Count how many lines hold "OffsetDateTime" in the records, and respond with that number by itself.

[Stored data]
- Opening Delimiter -

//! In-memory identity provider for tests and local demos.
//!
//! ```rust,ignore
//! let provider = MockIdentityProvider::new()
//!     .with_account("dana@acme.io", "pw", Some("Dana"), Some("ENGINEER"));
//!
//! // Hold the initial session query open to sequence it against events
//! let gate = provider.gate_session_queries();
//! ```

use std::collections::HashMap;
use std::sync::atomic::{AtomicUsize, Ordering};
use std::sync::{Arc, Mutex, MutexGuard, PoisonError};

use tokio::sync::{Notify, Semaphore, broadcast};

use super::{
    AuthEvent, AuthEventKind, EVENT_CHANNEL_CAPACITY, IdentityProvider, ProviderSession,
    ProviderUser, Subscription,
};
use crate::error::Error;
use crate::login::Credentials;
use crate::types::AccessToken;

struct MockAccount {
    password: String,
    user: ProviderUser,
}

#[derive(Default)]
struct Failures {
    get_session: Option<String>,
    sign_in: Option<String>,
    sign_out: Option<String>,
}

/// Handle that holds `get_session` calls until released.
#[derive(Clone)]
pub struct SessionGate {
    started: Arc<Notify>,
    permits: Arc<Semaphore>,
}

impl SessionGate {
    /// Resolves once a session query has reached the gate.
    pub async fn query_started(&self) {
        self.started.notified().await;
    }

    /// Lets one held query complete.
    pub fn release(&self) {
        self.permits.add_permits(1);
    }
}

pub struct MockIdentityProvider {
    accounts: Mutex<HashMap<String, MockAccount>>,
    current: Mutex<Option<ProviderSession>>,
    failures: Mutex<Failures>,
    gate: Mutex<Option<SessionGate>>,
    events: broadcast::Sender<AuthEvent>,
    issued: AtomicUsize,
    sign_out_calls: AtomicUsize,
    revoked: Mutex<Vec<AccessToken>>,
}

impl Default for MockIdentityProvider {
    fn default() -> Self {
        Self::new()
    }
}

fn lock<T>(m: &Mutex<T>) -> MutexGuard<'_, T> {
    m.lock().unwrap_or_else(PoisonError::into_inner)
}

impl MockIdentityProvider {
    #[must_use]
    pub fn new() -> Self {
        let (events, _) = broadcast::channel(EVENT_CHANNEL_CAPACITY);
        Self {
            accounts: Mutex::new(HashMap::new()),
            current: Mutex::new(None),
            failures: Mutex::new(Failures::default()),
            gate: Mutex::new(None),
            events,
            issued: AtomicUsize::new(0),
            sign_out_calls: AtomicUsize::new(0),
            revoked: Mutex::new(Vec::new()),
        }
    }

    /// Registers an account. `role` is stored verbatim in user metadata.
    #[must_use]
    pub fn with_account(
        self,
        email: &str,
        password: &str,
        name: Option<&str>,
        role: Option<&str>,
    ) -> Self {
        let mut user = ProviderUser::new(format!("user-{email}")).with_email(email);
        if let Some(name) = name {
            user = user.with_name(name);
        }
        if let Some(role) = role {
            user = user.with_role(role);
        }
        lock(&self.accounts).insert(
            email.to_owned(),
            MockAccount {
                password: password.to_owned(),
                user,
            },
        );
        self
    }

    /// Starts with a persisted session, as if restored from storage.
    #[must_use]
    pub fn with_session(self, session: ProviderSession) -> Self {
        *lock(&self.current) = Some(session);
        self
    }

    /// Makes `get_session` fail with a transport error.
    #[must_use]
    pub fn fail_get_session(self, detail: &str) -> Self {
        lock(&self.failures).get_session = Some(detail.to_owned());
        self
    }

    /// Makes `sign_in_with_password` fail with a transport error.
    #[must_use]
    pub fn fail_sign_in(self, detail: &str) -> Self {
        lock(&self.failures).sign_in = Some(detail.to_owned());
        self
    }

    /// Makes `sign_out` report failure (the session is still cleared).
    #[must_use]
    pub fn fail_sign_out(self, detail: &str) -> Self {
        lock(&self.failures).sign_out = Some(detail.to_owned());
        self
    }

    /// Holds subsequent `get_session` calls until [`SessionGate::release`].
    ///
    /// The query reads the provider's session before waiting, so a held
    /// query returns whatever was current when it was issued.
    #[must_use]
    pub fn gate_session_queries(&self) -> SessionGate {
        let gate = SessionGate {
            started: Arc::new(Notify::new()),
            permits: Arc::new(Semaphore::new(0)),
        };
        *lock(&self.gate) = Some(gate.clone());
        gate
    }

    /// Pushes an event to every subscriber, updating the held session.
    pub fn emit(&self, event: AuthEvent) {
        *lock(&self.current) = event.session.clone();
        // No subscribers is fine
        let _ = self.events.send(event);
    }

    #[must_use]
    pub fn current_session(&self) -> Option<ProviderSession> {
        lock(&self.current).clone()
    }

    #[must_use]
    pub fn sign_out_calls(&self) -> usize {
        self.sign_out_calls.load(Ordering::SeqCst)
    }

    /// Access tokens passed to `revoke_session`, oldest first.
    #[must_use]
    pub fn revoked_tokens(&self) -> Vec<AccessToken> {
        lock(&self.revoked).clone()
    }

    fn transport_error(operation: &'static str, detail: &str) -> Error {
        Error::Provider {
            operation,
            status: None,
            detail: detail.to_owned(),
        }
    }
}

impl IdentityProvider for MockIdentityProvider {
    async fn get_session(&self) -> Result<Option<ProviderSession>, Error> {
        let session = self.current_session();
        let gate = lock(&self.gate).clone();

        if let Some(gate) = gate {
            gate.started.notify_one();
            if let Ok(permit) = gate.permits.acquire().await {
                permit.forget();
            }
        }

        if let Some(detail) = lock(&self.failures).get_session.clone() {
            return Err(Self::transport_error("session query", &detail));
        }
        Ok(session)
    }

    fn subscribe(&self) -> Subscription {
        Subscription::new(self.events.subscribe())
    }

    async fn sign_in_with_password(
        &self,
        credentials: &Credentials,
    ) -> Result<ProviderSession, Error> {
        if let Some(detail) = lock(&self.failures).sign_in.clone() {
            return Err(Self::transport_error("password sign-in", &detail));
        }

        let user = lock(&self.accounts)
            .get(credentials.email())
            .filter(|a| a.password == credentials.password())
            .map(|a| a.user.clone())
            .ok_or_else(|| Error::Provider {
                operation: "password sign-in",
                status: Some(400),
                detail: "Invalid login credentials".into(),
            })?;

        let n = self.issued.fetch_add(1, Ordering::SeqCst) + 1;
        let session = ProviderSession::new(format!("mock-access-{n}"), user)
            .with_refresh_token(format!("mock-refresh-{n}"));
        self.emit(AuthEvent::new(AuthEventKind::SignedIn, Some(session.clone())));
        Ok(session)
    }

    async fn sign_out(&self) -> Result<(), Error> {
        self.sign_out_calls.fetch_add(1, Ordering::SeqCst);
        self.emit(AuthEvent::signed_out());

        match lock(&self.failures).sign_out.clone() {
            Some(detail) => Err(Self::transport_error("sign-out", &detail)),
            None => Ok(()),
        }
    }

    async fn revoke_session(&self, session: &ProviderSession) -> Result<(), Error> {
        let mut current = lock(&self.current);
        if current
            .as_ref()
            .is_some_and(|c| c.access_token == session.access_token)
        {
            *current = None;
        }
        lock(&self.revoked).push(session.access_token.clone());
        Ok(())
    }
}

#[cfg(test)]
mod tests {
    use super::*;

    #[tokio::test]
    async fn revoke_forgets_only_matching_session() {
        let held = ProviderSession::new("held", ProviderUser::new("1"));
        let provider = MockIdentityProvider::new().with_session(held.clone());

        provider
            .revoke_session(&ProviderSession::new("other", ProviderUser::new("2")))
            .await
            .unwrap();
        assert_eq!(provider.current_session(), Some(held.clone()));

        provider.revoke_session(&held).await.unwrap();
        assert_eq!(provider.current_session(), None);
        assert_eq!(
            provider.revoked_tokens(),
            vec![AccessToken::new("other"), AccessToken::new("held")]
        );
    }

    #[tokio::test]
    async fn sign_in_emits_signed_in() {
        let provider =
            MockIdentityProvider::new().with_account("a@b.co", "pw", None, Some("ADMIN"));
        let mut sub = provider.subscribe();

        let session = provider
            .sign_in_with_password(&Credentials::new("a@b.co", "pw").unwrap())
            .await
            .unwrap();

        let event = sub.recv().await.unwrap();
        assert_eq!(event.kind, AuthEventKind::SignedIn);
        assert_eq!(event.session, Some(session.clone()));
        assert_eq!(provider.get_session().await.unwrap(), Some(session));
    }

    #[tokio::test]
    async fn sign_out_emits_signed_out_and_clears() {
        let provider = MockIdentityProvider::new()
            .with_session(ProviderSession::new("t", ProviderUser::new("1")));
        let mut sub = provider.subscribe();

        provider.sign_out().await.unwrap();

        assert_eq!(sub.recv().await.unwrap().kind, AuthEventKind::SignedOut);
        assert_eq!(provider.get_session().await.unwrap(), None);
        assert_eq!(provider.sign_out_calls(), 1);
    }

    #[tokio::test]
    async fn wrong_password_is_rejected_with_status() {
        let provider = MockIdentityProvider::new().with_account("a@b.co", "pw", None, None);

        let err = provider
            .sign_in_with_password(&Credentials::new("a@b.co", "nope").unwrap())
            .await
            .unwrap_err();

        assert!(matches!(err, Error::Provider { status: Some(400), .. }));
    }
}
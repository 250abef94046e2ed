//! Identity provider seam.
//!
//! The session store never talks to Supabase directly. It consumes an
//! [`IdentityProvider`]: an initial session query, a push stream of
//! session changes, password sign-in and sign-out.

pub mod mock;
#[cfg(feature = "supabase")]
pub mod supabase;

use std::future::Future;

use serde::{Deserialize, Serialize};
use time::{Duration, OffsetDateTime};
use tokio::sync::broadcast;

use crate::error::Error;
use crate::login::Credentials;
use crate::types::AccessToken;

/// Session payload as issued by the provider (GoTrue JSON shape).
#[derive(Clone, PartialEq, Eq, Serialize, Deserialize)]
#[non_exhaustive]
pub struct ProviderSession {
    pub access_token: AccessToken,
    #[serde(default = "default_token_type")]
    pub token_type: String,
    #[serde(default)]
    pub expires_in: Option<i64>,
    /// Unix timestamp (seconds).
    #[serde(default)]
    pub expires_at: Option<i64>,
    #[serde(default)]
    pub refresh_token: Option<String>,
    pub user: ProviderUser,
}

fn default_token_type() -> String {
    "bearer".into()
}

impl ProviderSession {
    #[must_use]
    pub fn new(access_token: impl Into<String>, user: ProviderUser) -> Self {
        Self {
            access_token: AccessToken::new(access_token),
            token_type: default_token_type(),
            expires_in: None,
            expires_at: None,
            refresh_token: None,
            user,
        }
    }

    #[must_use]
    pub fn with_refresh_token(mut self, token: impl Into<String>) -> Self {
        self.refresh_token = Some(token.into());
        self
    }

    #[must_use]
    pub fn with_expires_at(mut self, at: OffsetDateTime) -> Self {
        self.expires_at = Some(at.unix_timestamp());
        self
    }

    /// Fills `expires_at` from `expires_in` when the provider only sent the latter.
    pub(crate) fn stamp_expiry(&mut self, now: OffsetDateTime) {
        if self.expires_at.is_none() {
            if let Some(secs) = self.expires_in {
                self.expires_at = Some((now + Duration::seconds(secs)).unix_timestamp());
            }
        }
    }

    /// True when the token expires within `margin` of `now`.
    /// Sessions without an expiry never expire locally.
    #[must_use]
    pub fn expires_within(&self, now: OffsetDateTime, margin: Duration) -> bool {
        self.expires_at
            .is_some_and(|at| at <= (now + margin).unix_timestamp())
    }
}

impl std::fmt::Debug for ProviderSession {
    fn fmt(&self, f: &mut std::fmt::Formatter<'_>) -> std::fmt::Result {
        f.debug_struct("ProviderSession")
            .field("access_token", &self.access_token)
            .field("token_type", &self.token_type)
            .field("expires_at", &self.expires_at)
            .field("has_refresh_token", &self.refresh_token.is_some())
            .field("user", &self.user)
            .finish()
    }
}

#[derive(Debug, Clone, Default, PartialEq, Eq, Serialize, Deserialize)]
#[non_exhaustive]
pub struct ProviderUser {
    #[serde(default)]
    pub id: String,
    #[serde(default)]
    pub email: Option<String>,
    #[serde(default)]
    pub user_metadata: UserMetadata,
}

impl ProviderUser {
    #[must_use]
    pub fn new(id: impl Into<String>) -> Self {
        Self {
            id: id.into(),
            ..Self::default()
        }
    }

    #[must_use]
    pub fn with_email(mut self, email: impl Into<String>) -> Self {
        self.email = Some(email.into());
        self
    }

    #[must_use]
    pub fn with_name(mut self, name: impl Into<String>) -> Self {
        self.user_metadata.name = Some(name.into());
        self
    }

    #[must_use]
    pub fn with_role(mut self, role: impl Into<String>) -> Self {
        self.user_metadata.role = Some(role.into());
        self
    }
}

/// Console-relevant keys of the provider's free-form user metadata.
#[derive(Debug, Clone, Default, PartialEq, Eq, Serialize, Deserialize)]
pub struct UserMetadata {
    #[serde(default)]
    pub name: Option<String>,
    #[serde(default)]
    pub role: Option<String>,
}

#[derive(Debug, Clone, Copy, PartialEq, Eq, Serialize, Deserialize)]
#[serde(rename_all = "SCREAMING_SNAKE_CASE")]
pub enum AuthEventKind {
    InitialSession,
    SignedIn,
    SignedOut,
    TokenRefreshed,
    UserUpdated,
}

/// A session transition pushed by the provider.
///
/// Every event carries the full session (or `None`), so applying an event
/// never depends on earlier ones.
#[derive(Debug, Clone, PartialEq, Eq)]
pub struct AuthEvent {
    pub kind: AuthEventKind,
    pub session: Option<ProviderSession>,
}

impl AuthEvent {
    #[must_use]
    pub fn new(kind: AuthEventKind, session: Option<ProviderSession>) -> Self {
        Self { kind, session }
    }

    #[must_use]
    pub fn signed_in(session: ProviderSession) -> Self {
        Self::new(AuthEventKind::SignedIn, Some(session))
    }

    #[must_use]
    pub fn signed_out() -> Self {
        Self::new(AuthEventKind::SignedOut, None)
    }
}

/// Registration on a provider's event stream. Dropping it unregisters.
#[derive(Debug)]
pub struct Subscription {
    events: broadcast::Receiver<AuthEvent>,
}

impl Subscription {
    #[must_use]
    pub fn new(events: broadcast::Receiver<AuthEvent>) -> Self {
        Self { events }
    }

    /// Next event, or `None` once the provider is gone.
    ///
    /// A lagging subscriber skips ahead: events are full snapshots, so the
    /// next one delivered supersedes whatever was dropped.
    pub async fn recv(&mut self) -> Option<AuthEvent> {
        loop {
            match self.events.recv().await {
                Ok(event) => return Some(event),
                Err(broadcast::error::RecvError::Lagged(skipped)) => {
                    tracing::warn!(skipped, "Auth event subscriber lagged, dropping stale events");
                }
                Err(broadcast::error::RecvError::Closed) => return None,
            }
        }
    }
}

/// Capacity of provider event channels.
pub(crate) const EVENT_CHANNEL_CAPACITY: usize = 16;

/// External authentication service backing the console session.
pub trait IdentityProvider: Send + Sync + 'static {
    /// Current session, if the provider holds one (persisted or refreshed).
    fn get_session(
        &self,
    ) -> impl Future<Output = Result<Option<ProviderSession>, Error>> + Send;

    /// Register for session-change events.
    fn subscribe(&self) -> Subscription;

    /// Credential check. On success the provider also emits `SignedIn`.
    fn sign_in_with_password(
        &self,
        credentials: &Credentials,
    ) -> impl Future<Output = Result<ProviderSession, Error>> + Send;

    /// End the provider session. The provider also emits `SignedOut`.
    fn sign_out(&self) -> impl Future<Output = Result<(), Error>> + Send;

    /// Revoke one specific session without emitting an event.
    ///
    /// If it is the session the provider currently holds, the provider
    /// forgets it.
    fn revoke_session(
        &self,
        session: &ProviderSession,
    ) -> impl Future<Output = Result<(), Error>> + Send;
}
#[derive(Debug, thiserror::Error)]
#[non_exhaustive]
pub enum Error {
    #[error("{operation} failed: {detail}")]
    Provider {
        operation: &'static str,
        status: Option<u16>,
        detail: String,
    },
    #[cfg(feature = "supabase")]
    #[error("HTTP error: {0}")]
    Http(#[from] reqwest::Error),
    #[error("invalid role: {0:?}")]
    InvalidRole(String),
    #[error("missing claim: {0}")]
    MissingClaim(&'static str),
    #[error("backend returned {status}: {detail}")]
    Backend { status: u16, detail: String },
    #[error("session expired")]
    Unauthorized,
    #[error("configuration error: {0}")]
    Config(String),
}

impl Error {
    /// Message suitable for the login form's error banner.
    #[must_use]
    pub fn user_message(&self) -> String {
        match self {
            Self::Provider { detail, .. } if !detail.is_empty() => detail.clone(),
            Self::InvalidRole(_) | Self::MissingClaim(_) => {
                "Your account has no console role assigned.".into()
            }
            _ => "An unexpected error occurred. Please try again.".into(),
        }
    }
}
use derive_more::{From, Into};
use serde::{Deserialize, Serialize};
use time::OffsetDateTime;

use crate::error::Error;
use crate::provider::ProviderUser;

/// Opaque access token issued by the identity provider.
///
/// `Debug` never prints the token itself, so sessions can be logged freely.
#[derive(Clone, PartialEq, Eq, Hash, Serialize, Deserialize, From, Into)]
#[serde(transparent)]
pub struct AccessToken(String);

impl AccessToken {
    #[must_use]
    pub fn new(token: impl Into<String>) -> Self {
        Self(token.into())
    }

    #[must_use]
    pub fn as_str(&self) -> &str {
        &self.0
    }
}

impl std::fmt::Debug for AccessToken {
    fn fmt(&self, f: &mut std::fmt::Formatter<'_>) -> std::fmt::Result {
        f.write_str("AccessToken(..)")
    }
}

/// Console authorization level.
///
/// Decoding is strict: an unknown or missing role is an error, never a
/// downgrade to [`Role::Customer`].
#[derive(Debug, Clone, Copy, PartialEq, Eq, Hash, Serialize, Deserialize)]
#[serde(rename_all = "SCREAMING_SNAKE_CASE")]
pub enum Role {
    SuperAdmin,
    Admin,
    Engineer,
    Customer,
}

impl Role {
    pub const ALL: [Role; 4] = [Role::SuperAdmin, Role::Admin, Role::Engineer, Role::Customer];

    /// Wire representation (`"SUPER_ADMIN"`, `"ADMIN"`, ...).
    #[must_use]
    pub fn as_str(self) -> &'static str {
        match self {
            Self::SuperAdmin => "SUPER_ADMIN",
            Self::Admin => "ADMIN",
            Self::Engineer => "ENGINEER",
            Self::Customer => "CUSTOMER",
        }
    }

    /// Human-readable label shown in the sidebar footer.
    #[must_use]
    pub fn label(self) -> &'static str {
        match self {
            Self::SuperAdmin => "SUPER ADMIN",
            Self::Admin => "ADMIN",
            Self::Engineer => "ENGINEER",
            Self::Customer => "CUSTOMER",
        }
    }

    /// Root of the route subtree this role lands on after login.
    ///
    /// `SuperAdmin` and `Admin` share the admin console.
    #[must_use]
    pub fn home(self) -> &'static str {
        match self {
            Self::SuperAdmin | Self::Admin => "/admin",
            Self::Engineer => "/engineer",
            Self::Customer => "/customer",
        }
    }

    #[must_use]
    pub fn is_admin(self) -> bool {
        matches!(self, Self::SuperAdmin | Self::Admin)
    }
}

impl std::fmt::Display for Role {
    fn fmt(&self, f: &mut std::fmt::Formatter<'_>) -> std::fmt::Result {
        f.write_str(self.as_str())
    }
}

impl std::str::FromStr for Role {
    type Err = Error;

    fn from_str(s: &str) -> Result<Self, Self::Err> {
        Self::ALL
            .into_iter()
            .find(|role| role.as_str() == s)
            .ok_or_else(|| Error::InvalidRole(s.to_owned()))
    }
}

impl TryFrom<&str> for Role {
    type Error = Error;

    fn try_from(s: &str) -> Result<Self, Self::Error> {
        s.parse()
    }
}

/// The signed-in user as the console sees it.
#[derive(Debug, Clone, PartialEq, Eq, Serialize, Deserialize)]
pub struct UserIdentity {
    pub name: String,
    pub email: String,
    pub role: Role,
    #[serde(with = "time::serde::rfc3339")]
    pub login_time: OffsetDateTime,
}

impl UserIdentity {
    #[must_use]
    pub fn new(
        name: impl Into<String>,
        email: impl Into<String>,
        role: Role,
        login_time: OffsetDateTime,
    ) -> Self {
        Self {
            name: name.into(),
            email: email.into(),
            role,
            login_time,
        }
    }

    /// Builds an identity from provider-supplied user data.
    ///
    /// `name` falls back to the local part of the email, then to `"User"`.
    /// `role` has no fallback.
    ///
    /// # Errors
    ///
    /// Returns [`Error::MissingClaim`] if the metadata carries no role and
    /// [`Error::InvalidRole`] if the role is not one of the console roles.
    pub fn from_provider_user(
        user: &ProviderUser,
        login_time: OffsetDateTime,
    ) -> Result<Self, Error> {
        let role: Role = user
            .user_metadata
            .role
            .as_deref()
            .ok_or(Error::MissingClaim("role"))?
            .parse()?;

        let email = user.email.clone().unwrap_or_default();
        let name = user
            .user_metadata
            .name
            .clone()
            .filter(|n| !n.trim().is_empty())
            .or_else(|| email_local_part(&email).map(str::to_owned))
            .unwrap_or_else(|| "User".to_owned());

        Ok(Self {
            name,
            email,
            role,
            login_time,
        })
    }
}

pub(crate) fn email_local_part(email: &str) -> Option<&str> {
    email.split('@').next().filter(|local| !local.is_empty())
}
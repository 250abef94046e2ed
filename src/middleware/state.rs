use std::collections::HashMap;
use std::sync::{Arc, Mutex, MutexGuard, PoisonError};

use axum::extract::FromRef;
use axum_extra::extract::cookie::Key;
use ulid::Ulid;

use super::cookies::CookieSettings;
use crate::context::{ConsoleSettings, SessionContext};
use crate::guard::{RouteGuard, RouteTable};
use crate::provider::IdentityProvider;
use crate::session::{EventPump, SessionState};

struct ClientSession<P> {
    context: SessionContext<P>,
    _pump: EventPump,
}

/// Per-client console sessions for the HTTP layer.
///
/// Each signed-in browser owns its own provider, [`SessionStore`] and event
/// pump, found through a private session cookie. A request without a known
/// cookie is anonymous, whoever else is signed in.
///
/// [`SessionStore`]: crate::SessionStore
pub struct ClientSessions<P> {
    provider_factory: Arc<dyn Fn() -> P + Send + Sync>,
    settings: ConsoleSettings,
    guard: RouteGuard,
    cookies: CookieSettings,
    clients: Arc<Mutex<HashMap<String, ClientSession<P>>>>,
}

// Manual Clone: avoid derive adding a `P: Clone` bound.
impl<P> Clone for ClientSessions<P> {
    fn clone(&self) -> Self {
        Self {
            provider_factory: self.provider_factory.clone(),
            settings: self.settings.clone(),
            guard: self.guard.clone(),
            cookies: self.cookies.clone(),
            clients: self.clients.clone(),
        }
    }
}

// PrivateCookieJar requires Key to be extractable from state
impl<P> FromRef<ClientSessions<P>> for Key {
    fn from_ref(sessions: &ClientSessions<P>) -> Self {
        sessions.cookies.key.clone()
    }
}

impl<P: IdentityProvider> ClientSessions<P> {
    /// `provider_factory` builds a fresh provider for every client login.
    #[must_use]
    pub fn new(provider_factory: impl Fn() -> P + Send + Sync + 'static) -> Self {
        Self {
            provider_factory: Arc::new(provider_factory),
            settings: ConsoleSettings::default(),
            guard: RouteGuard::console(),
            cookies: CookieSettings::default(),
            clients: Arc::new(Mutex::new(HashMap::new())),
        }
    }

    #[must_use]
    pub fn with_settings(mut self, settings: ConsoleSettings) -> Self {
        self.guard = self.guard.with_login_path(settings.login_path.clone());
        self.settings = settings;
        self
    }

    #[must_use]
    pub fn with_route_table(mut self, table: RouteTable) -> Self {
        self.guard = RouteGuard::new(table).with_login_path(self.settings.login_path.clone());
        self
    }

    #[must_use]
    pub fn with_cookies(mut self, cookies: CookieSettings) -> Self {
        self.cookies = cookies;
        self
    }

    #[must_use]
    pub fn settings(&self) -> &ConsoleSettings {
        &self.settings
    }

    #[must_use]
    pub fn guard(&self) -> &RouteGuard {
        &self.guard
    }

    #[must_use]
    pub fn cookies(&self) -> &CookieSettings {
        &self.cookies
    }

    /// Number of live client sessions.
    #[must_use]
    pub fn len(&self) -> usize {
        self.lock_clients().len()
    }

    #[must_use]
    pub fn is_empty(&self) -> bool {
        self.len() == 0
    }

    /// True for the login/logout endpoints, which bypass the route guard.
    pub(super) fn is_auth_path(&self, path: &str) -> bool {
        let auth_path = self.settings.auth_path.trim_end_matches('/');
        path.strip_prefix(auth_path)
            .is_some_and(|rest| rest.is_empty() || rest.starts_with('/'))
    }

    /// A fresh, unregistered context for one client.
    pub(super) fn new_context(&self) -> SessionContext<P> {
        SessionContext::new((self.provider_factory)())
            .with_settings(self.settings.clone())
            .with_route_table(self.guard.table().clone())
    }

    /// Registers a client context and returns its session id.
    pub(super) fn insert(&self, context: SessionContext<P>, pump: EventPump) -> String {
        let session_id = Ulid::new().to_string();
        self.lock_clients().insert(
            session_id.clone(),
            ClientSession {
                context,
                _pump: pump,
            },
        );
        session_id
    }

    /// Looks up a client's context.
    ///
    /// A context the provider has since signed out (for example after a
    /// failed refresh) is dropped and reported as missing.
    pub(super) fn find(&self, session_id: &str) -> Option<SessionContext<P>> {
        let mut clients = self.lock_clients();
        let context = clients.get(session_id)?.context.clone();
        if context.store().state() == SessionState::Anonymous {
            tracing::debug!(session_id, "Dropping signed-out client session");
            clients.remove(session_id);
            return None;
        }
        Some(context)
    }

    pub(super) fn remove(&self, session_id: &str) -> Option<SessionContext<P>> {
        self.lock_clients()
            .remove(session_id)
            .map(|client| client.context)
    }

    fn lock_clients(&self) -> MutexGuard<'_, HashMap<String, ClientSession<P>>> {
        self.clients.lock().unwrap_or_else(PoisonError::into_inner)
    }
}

- Closing Delimiter -

▶ _Written answer_
8